One of the main themes in Frontline’s documentary “Growing Up Online” was that the media has overblown the threat of online predators, while giving short shrift to the internet’s effects on teen behavior.

The former may be true, but the latter isn’t. In particular, over the past few months the media has directed much attention to the internet’s role in several teen suicides.

One such suicide was a major focus of the Frontline special. 13-year-old Ryan Halligan hung himself in 2003 after getting mercilessly cyberbullied, and finally meeting a fellow depressed kid who encouraged him to commit suicide.

Still more attention has gone to the suicide of Megan Meier, which made national headlines last November when it was revealed to have been spurred by an adult’s cyberbullying.

And just in the past week, the media spotlight has fallen upon a string of 13 allegedly internet-inspired suicides in south Wales. Police suspect that these young people were motivated to take their lives by a desire to be “immortalized” in virtual memorials on the social network

These are wrenching stories. But are they isolated incidents or a worrying trend? There’s no doubt that, to quote the Frontline piece, “The computer has become a new weapon in the arsenal of adolescence.” But the media has a dangerous way of turning problems into mass hysteria.

In response to the Wales suicides, blogger Constantine von Hoffman wrote “When I was in college there was a report of a wave of teens hanging themselves on Long Island. If memory serves experts offered theories ranging from the then-nascent MTV to the ever popular alienation.”

The popular women’s blog was less jaded: “can’t we f***ing BAN MYSPACE, and all its bastard social networking stepchildren, already?

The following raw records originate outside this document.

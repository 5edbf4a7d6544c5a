//! # Driving Ports (API - Inbound)
//!
//! The method surface a UI or request handler uses. Every write carries an
//! explicit [`RequestContext`]; reads never need one except `rate_status`,
//! which is evaluated at a caller-chosen time.

use crate::domain::anomaly::RateStatus;
use crate::domain::entities::{
    HistoryRecord, HistoryVerification, ProductView, RequestContext, RoleAssignment, RoleGrant,
    TransitionReceipt,
};
use crate::domain::value_objects::{Identity, ProductId, Role, RoleCode, Timestamp};
use crate::errors::LedgerError;
use async_trait::async_trait;

/// Custody ledger API.
#[async_trait]
pub trait CustodyLedgerApi: Send + Sync {
    // --- writes ---

    /// Assign a role. Registry owner only.
    async fn grant_role(
        &self,
        ctx: RequestContext,
        identity: Identity,
        role_code: RoleCode,
    ) -> Result<RoleGrant, LedgerError>;

    async fn create_product(
        &self,
        ctx: RequestContext,
        product_id: ProductId,
        info: String,
    ) -> Result<TransitionReceipt, LedgerError>;

    async fn transfer_product(
        &self,
        ctx: RequestContext,
        product_id: ProductId,
        to: Identity,
        note: String,
    ) -> Result<TransitionReceipt, LedgerError>;

    async fn record_warranty(
        &self,
        ctx: RequestContext,
        product_id: ProductId,
        note: String,
    ) -> Result<TransitionReceipt, LedgerError>;

    async fn record_repair(
        &self,
        ctx: RequestContext,
        product_id: ProductId,
        note: String,
    ) -> Result<TransitionReceipt, LedgerError>;

    // --- roles ---

    async fn role_of(&self, identity: Identity) -> Role;

    /// The fixed registry administrator.
    async fn registry_owner(&self) -> Identity;

    async fn members_of(&self, role: Role) -> Vec<Identity>;

    async fn role_assignments(&self) -> Vec<RoleAssignment>;

    /// Grant log from `from` onward.
    async fn role_grants(&self, from: u64) -> Vec<RoleGrant>;

    // --- products and history ---

    async fn get_product(&self, product_id: &ProductId) -> Result<ProductView, LedgerError>;

    async fn is_product_suspicious(&self, product_id: &ProductId) -> Result<bool, LedgerError>;

    async fn suspicious_reason(&self, product_id: &ProductId) -> Result<String, LedgerError>;

    async fn history_length(&self, product_id: &ProductId) -> Result<usize, LedgerError>;

    async fn history_record(
        &self,
        product_id: &ProductId,
        index: usize,
    ) -> Result<HistoryRecord, LedgerError>;

    async fn history(&self, product_id: &ProductId) -> Result<Vec<HistoryRecord>, LedgerError>;

    async fn verify_history(&self, product_id: &ProductId)
        -> Result<HistoryVerification, LedgerError>;

    async fn suspicious_products(&self) -> Vec<ProductView>;

    // --- rate limits ---

    async fn rate_status(&self, identity: Identity, now: Timestamp) -> RateStatus;
}
//! # Request Loop
//!
//! One reader task splits the input into lines and queues them; one writer
//! task owns the [`RequestHandler`] and applies them in queue order. Every
//! accepted line yields exactly one response line.

use crate::config::NodeConfig;
use anyhow::{Context, Result};
use custody_ledger::adapters::{InMemoryEventFeed, LedgerSnapshot};
use custody_ledger::ipc::{LedgerEnvelope, LedgerReply, LedgerResponseEnvelope, RequestHandler};
use custody_ledger::ports::TimeSource;
use custody_ledger::service::CustodyLedgerService;
use custody_telemetry::metrics::{
    self, record_accepted, record_rejected, record_request, record_role_grant, REQUEST_DURATION,
};
use custody_telemetry::HistogramTimer;
use serde::{Deserialize, Serialize};
use serde_json::Value;
use std::path::PathBuf;
use std::sync::Arc;
use tokio::io::{AsyncBufRead, AsyncBufReadExt, AsyncWrite, AsyncWriteExt};
use tokio::sync::mpsc;
use tracing::{debug, error, info, warn};
use uuid::Uuid;

/// Operator commands that bypass the ledger.
#[derive(Debug, Clone, Copy, PartialEq, Eq, Serialize, Deserialize)]
#[serde(rename_all = "snake_case")]
pub enum ControlCommand {
    /// Render Prometheus metrics.
    Metrics,
    /// Stop the loop after answering.
    Shutdown,
}

/// One input line.
#[derive(Debug, Clone, PartialEq, Eq)]
pub enum InboundLine {
    Control(ControlCommand),
    Request(LedgerEnvelope),
}

/// A line that parsed as JSON but not as an inbound line.
#[derive(Debug)]
pub struct MalformedLine {
    /// The line's `correlation_id` when it carried a readable one, nil otherwise.
    pub correlation_id: Uuid,
    pub error: serde_json::Error,
}

impl InboundLine {
    /// Decode one line. The correlation id is read before the request body,
    /// so a bad body is still answered under the caller's id.
    pub fn decode(line: &str) -> Result<Self, MalformedLine> {
        let value: Value = serde_json::from_str(line).map_err(|error| MalformedLine {
            correlation_id: Uuid::nil(),
            error,
        })?;

        if let Some(control) = value.get("control") {
            return ControlCommand::deserialize(control)
                .map(Self::Control)
                .map_err(|error| MalformedLine {
                    correlation_id: Uuid::nil(),
                    error,
                });
        }

        let correlation_id = value
            .get("correlation_id")
            .and_then(|id| Uuid::deserialize(id).ok())
            .unwrap_or_else(Uuid::nil);
        LedgerEnvelope::deserialize(&value)
            .map(Self::Request)
            .map_err(|error| MalformedLine {
                correlation_id,
                error,
            })
    }
}

/// Answer to a control line.
#[derive(Debug, Clone, PartialEq, Eq, Serialize, Deserialize)]
pub struct ControlReply {
    pub control: ControlCommand,
    #[serde(default, skip_serializing_if = "Option::is_none")]
    pub metrics: Option<String>,
}

/// Counters for one run of the loop.
#[derive(Debug, Default, Clone, Copy, PartialEq, Eq)]
pub struct RunSummary {
    /// Lines answered (requests, control lines and malformed lines).
    pub lines: u64,
    /// Lines that were not valid JSON envelopes.
    pub malformed: u64,
}

enum LineOutcome {
    Respond(String),
    Stop(String),
    Skip,
}

/// The node runtime.
pub struct NodeRuntime<T: TimeSource> {
    handler: RequestHandler<InMemoryEventFeed, T>,
    queue_capacity: usize,
    snapshot_path: Option<PathBuf>,
}

impl<T: TimeSource> NodeRuntime<T> {
    /// Build the ledger, restoring the configured snapshot when it exists.
    ///
    /// A restored ledger keeps its history and grants but enforces the
    /// configured policy. Its owner must match the configured owner.
    pub async fn new(config: &NodeConfig, time_source: T) -> Result<Self> {
        let existing = config.snapshot_path.as_ref().filter(|path| path.exists());
        let service = match existing {
            Some(path) => {
                let json = tokio::fs::read_to_string(path)
                    .await
                    .with_context(|| format!("reading snapshot {}", path.display()))?;
                let snapshot = LedgerSnapshot::from_json(&json)
                    .with_context(|| format!("parsing snapshot {}", path.display()))?;
                CustodyLedgerService::restore_configured(
                    &snapshot,
                    config.ledger.clone(),
                    InMemoryEventFeed::new(),
                )
                .with_context(|| format!("restoring snapshot {}", path.display()))?
            }
            None => CustodyLedgerService::new(config.ledger.clone(), InMemoryEventFeed::new())
                .context("building ledger from configuration")?,
        };

        Ok(Self {
            handler: RequestHandler::new(Arc::new(service), time_source),
            queue_capacity: config.queue_capacity.max(1),
            snapshot_path: config.snapshot_path.clone(),
        })
    }

    /// The ledger service behind the loop.
    pub fn service(&self) -> &Arc<CustodyLedgerService<InMemoryEventFeed>> {
        self.handler.service()
    }

    /// Serve `input` until end of input or a shutdown line, writing
    /// responses to `output`, then persist the snapshot if configured.
    pub async fn run<R, W>(&self, input: R, output: &mut W) -> Result<RunSummary>
    where
        R: AsyncBufRead + Unpin + Send + 'static,
        W: AsyncWrite + Unpin,
    {
        let (tx, mut rx) = mpsc::channel::<String>(self.queue_capacity);

        let reader = tokio::spawn(async move {
            let mut lines = input.lines();
            while let Some(line) = lines.next_line().await? {
                if tx.send(line).await.is_err() {
                    break;
                }
            }
            Ok::<_, std::io::Error>(())
        });

        info!(queue_capacity = self.queue_capacity, "Request loop started");
        let mut summary = RunSummary::default();
        let mut stopped = false;

        while let Some(line) = rx.recv().await {
            let (text, stop) = match self.process_line(&line, &mut summary).await {
                LineOutcome::Respond(text) => (text, false),
                LineOutcome::Stop(text) => (text, true),
                LineOutcome::Skip => continue,
            };
            summary.lines += 1;
            output
                .write_all(text.as_bytes())
                .await
                .context("writing response")?;
            output.write_all(b"\n").await.context("writing response")?;
            output.flush().await.context("flushing response")?;
            if stop {
                stopped = true;
                break;
            }
        }

        drop(rx);
        if stopped {
            reader.abort();
        } else {
            match reader.await {
                Ok(result) => result.context("reading requests")?,
                Err(e) => error!(error = %e, "Request reader task failed"),
            }
        }

        self.persist_snapshot().await?;
        info!(
            lines = summary.lines,
            malformed = summary.malformed,
            "Request loop stopped"
        );
        Ok(summary)
    }

    async fn process_line(&self, line: &str, summary: &mut RunSummary) -> LineOutcome {
        let line = line.trim();
        if line.is_empty() {
            return LineOutcome::Skip;
        }

        let inbound = match InboundLine::decode(line) {
            Ok(inbound) => inbound,
            Err(MalformedLine {
                correlation_id,
                error,
            }) => {
                summary.malformed += 1;
                warn!(correlation_id = %correlation_id, error = %error, "Malformed request line");
                record_request("malformed");
                let response = LedgerResponseEnvelope::bad_request(
                    correlation_id,
                    format!("malformed request: {error}"),
                );
                return LineOutcome::Respond(encode(&response));
            }
        };

        match inbound {
            InboundLine::Control(control) => self.control(control),
            InboundLine::Request(envelope) => {
                let method = envelope.request.method();
                let is_write = envelope.request.is_write();
                record_request(method);
                let response = {
                    let _timer = HistogramTimer::new(&REQUEST_DURATION);
                    self.handler.handle(envelope).await
                };
                if is_write {
                    record_write_outcome(&response);
                }
                LineOutcome::Respond(encode(&response))
            }
        }
    }

    fn control(&self, command: ControlCommand) -> LineOutcome {
        debug!(?command, "Control command");
        match command {
            ControlCommand::Metrics => {
                let metrics = match metrics::encode_metrics() {
                    Ok(text) => Some(text),
                    Err(e) => {
                        warn!(error = %e, "Failed to encode metrics");
                        None
                    }
                };
                LineOutcome::Respond(encode(&ControlReply {
                    control: command,
                    metrics,
                }))
            }
            ControlCommand::Shutdown => {
                info!("Shutdown requested");
                LineOutcome::Stop(encode(&ControlReply {
                    control: command,
                    metrics: None,
                }))
            }
        }
    }

    async fn persist_snapshot(&self) -> Result<()> {
        let Some(path) = &self.snapshot_path else {
            return Ok(());
        };
        let json = self
            .service()
            .snapshot()
            .await
            .to_json()
            .context("encoding snapshot")?;
        tokio::fs::write(path, json)
            .await
            .with_context(|| format!("writing snapshot {}", path.display()))?;
        info!(path = %path.display(), "Snapshot written");
        Ok(())
    }
}

fn record_write_outcome(response: &LedgerResponseEnvelope) {
    match (&response.result, &response.error) {
        (Some(LedgerReply::Receipt(receipt)), _) => {
            record_accepted(&receipt.kind.to_string(), receipt.flagged.is_some());
        }
        (Some(LedgerReply::Granted(_)), _) => record_role_grant(),
        (_, Some(error)) => record_rejected(&error.code),
        _ => {}
    }
}

fn encode<S: Serialize>(value: &S) -> String {
    match serde_json::to_string(value) {
        Ok(text) => text,
        Err(e) => {
            error!(error = %e, "Failed to encode response");
            let fallback = LedgerResponseEnvelope::bad_request(Uuid::nil(), "unencodable response");
            serde_json::to_string(&fallback).unwrap_or_default()
        }
    }
}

What redeeming social value do these sites have?” The comments to that post indicated that many readers agreed.

Clearly that’s an extreme reaction, and unlikely to happen any time soon. Yet for the most part, the reaction to cyberbullying has been focused on new laws and crackdowns.

Yet we have to remember that although teen suicide is rising, it is not a new phenomenon. Even Parry Aftab, executive director of the prominent anti-cyberbullying organization, acknowledged to Frontline that “No one really knows how many of the suicides you can tie to the Internet.” Blogger Paul Smith wryly noted that one might even argue that Romeo and Juliet glamorizes suicide.

Personally, my main problem with the Frontline piece was that, while it made a commendable effort to balance fear with skepticism, it paid scant attention to the real positive goods that the internet can provide young people.

Indeed, a recent study from the University of Alberta has suggested that the internet is an effective way to offer psychological help to depressed teens.

Perhaps then, in the famous words of Supreme Court Justice Louis Brandeis, “the remedy to be applied is more speech, not enforced silence.”